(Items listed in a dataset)

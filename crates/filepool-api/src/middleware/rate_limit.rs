//! Per-client request rate limiting.
//!
//! A fixed-window in-memory limiter keyed by validated client IP. Buckets are
//! cleaned up lazily when the map grows past its cap, so an attacker rotating
//! spoofed IPs cannot grow memory without bound.

use crate::utils::ip_extraction::extract_client_ip;
use axum::{
    extract::{ConnectInfo, Request, State},
    http::{HeaderValue, StatusCode},
    middleware::Next,
    response::{IntoResponse, Response},
};
use std::collections::HashMap;
use std::sync::Arc;
use std::time::{Duration, Instant};
use tokio::sync::Mutex;

const WINDOW_SECONDS: u64 = 60;
const MAX_BUCKETS: usize = 10_000;

#[derive(Clone)]
struct RateLimitBucket {
    count: u32,
    reset_at: Instant,
}

impl RateLimitBucket {
    fn new() -> Self {
        Self {
            count: 0,
            reset_at: Instant::now() + Duration::from_secs(WINDOW_SECONDS),
        }
    }

    fn check_and_increment(&mut self, limit: u32) -> (bool, u32) {
        let now = Instant::now();

        if now >= self.reset_at {
            self.count = 0;
            self.reset_at = now + Duration::from_secs(WINDOW_SECONDS);
        }

        if self.count < limit {
            self.count += 1;
            (true, limit.saturating_sub(self.count))
        } else {
            (false, 0)
        }
    }

    fn reset_in(&self) -> Duration {
        self.reset_at.saturating_duration_since(Instant::now())
    }
}

/// Simple in-memory rate limiter for HTTP requests
pub struct HttpRateLimiter {
    buckets: Mutex<HashMap<String, RateLimitBucket>>,
    limit_per_minute: u32,
    trusted_proxy_count: usize,
}

impl HttpRateLimiter {
    pub fn new(limit_per_minute: u32, trusted_proxy_count: usize) -> Self {
        Self {
            buckets: Mutex::new(HashMap::new()),
            limit_per_minute,
            trusted_proxy_count,
        }
    }

    pub async fn check_rate_limit(&self, key: &str) -> Result<u32, Duration> {
        let mut buckets = self.buckets.lock().await;

        if buckets.len() >= MAX_BUCKETS {
            let now = Instant::now();
            buckets.retain(|_key, bucket| bucket.reset_at > now);

            // Still at capacity after dropping expired buckets: evict the
            // bucket closest to reset.
            if buckets.len() >= MAX_BUCKETS {
                let oldest_key = buckets
                    .iter()
                    .min_by_key(|(_, bucket)| bucket.reset_at)
                    .map(|(k, _)| k.clone());
                if let Some(key_to_remove) = oldest_key {
                    buckets.remove(&key_to_remove);
                    tracing::debug!(
                        removed_key = %key_to_remove,
                        "Evicted oldest rate limit bucket due to capacity limit"
                    );
                }
            }
        }

        let bucket = buckets
            .entry(key.to_string())
            .or_insert_with(RateLimitBucket::new);

        let (allowed, remaining) = bucket.check_and_increment(self.limit_per_minute);
        if allowed {
            Ok(remaining)
        } else {
            Err(bucket.reset_in())
        }
    }
}

/// HTTP rate limiting middleware
///
/// Adds `X-RateLimit-Limit` and `X-RateLimit-Remaining` to responses, and
/// `Retry-After` on 429 responses.
pub async fn rate_limit_middleware(
    State(rate_limiter): State<Arc<HttpRateLimiter>>,
    request: Request,
    next: Next,
) -> Response {
    let socket_addr = request
        .extensions()
        .get::<ConnectInfo<std::net::SocketAddr>>()
        .map(|connect_info| connect_info.0);
    let ip = extract_client_ip(
        request.headers(),
        socket_addr.as_ref(),
        rate_limiter.trusted_proxy_count,
    );
    let rate_limit_key = format!("ip:{}", ip);
    let limit = rate_limiter.limit_per_minute;

    match rate_limiter.check_rate_limit(&rate_limit_key).await {
        Ok(remaining) => {
            let mut response = next.run(request).await;

            if let Ok(header_value) = HeaderValue::from_str(&limit.to_string()) {
                response
                    .headers_mut()
                    .insert("X-RateLimit-Limit", header_value);
            }
            if let Ok(header_value) = HeaderValue::from_str(&remaining.to_string()) {
                response
                    .headers_mut()
                    .insert("X-RateLimit-Remaining", header_value);
            }

            response
        }
        Err(reset_in) => {
            tracing::warn!(
                key = %rate_limit_key,
                limit = limit,
                path = %request.uri().path(),
                "Rate limit exceeded"
            );

            let reset_seconds = reset_in.as_secs().max(1);

            let mut response = (
                StatusCode::TOO_MANY_REQUESTS,
                axum::Json(serde_json::json!({
                    "success": false,
                    "message": "Too many requests. Please slow down."
                })),
            )
                .into_response();

            if let Ok(header_value) = HeaderValue::from_str(&limit.to_string()) {
                response
                    .headers_mut()
                    .insert("X-RateLimit-Limit", header_value);
            }
            response
                .headers_mut()
                .insert("X-RateLimit-Remaining", HeaderValue::from_static("0"));
            if let Ok(header_value) = HeaderValue::from_str(&reset_seconds.to_string()) {
                response.headers_mut().insert("Retry-After", header_value);
            }

            response
        }
    }
}
//! Drive storage adapter.
//!
//! Wraps one Drive account behind the OAuth refresh-token flow: mint an
//! access token, upload the file with a multipart/related request, then grant
//! anyone-with-link read access. Drive defaults files to private, so the
//! permission grant is part of the store contract - if it fails, the whole
//! store fails and the orphaned file is deleted best-effort.

use async_trait::async_trait;
use filepool_core::{DriveCredentials, ProviderKind};
use serde::Deserialize;

use crate::keys;
use crate::staged::StagedPayload;
use crate::traits::{StorageBackend, StorageError, StorageResult, StorageUsage, StoredObject};

const TOKEN_URL: &str = "https://oauth2.googleapis.com/token";
const UPLOAD_URL: &str = "https://www.googleapis.com/upload/drive/v3/files";
const API_URL: &str = "https://www.googleapis.com/drive/v3";

#[derive(Debug, Deserialize)]
struct TokenResponse {
    access_token: String,
}

#[derive(Debug, Deserialize)]
struct FileResponse {
    id: String,
}

#[derive(Debug, Deserialize)]
#[serde(rename_all = "camelCase")]
struct AboutResponse {
    storage_quota: QuotaResponse,
}

// Drive reports quota numbers as decimal strings.
#[derive(Debug, Deserialize)]
struct QuotaResponse {
    usage: Option<String>,
    limit: Option<String>,
}

/// Drive adapter for one credentialed account.
pub struct DriveBackend {
    client: reqwest::Client,
    credentials: DriveCredentials,
    token_url: String,
    upload_url: String,
    api_url: String,
}

impl DriveBackend {
    pub fn new(credentials: &DriveCredentials) -> Self {
        DriveBackend {
            client: reqwest::Client::new(),
            credentials: credentials.clone(),
            token_url: TOKEN_URL.to_string(),
            upload_url: UPLOAD_URL.to_string(),
            api_url: API_URL.to_string(),
        }
    }

    /// Exchange the refresh token for a short-lived access token.
    async fn fetch_access_token(&self) -> StorageResult<String> {
        let params = [
            ("client_id", self.credentials.client_id.as_str()),
            ("client_secret", self.credentials.client_secret.as_str()),
            ("refresh_token", self.credentials.refresh_token.as_str()),
            ("grant_type", "refresh_token"),
        ];

        let response = self
            .client
            .post(&self.token_url)
            .form(&params)
            .send()
            .await
            .map_err(|e| StorageError::AuthFailed(e.to_string()))?;

        if !response.status().is_success() {
            let status = response.status();
            let body = response.text().await.unwrap_or_default();
            return Err(StorageError::AuthFailed(format!(
                "token refresh returned {status}: {body}"
            )));
        }

        let token: TokenResponse = response
            .json()
            .await
            .map_err(|e| StorageError::AuthFailed(e.to_string()))?;
        Ok(token.access_token)
    }

    /// Grant anyone-with-link read access to a stored file.
    async fn grant_public_read(&self, access_token: &str, file_id: &str) -> StorageResult<()> {
        let response = self
            .client
            .post(format!("{}/files/{}/permissions", self.api_url, file_id))
            .bearer_auth(access_token)
            .json(&serde_json::json!({ "role": "reader", "type": "anyone" }))
            .send()
            .await
            .map_err(|e| StorageError::AccessGrantFailed(e.to_string()))?;

        if !response.status().is_success() {
            let status = response.status();
            let body = response.text().await.unwrap_or_default();
            return Err(StorageError::AccessGrantFailed(format!(
                "permission grant returned {status}: {body}"
            )));
        }

        Ok(())
    }

    async fn delete_file(&self, access_token: &str, file_id: &str) {
        let result = self
            .client
            .delete(format!("{}/files/{}", self.api_url, file_id))
            .bearer_auth(access_token)
            .send()
            .await;
        if let Err(e) = result {
            tracing::warn!(
                account = %self.credentials.name,
                file_id = %file_id,
                error = %e,
                "Failed to delete inaccessible Drive file"
            );
        }
    }

    fn public_url(file_id: &str) -> String {
        format!("https://drive.google.com/uc?export=view&id={file_id}")
    }

    /// Assemble the multipart/related body: JSON metadata part followed by
    /// the media part.
    fn build_upload_body(
        boundary: &str,
        metadata: &serde_json::Value,
        content_type: &str,
        data: &[u8],
    ) -> Vec<u8> {
        let mut body = Vec::with_capacity(data.len() + 512);
        body.extend_from_slice(format!("--{boundary}\r\n").as_bytes());
        body.extend_from_slice(b"Content-Type: application/json; charset=UTF-8\r\n\r\n");
        body.extend_from_slice(metadata.to_string().as_bytes());
        body.extend_from_slice(format!("\r\n--{boundary}\r\n").as_bytes());
        body.extend_from_slice(format!("Content-Type: {content_type}\r\n\r\n").as_bytes());
        body.extend_from_slice(data);
        body.extend_from_slice(format!("\r\n--{boundary}--\r\n").as_bytes());
        body
    }
}

#[async_trait]
impl StorageBackend for DriveBackend {
    async fn store(
        &self,
        payload: &StagedPayload,
        filename: &str,
        content_type: &str,
    ) -> StorageResult<StoredObject> {
        let access_token = self.fetch_access_token().await?;

        let object_name = keys::generate_object_name(filename);
        let mut metadata = serde_json::json!({ "name": object_name });
        if let Some(ref folder_id) = self.credentials.folder_id {
            metadata["parents"] = serde_json::json!([folder_id]);
        }

        let data = payload.bytes().await?;
        let size = data.len() as u64;
        let boundary = format!("filepool-{}", uuid::Uuid::new_v4());
        let body = Self::build_upload_body(&boundary, &metadata, content_type, &data);

        let start = std::time::Instant::now();

        let response = self
            .client
            .post(format!("{}?uploadType=multipart&fields=id", self.upload_url))
            .bearer_auth(&access_token)
            .header(
                "Content-Type",
                format!("multipart/related; boundary={boundary}"),
            )
            .body(body)
            .send()
            .await
            .map_err(|e| StorageError::UploadFailed(e.to_string()))?;

        if !response.status().is_success() {
            let status = response.status();
            let detail = response.text().await.unwrap_or_default();
            tracing::error!(
                account = %self.credentials.name,
                status = %status,
                size_bytes = size,
                duration_ms = start.elapsed().as_secs_f64() * 1000.0,
                "Drive upload failed"
            );
            return Err(StorageError::UploadFailed(format!(
                "upload returned {status}: {detail}"
            )));
        }

        let file: FileResponse = response
            .json()
            .await
            .map_err(|e| StorageError::UploadFailed(e.to_string()))?;

        // A stored-but-private file is not a valid success.
        if let Err(e) = self.grant_public_read(&access_token, &file.id).await {
            self.delete_file(&access_token, &file.id).await;
            return Err(e);
        }

        tracing::info!(
            account = %self.credentials.name,
            file_id = %file.id,
            size_bytes = size,
            duration_ms = start.elapsed().as_secs_f64() * 1000.0,
            "Drive upload successful"
        );

        Ok(StoredObject {
            url: Self::public_url(&file.id),
            provider_id: file.id,
        })
    }

    async fn usage(&self) -> StorageResult<Option<StorageUsage>> {
        let access_token = self.fetch_access_token().await?;

        let response = self
            .client
            .get(format!("{}/about?fields=storageQuota", self.api_url))
            .bearer_auth(&access_token)
            .send()
            .await
            .map_err(|e| StorageError::UsageFailed(e.to_string()))?;

        if !response.status().is_success() {
            return Err(StorageError::UsageFailed(format!(
                "usage query returned {}",
                response.status()
            )));
        }

        let about: AboutResponse = response
            .json()
            .await
            .map_err(|e| StorageError::UsageFailed(e.to_string()))?;

        let used_bytes = about
            .storage_quota
            .usage
            .and_then(|s| s.parse().ok())
            .unwrap_or(0);
        let limit_bytes = about.storage_quota.limit.and_then(|s| s.parse().ok());

        Ok(Some(StorageUsage {
            used_bytes,
            limit_bytes,
        }))
    }

    fn kind(&self) -> ProviderKind {
        ProviderKind::Drive
    }
}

[YOUR GOAL]
Only the lines above from the one with "memory without bound." through the one with "const WINDOW_SECONDS: u64 = 60;" should be duplicated, character for character.

[RESPONSE AREA]
//! spoofed IPs cannot grow memory without bound.

use crate::utils::ip_extraction::extract_client_ip;
use axum::{
    extract::{ConnectInfo, Request, State},
    http::{HeaderValue, StatusCode},
    middleware::Next,
    response::{IntoResponse, Response},
};
use std::collections::HashMap;
use std::sync::Arc;
use std::time::{Duration, Instant};
use tokio::sync::Mutex;

const WINDOW_SECONDS: u64 = 60;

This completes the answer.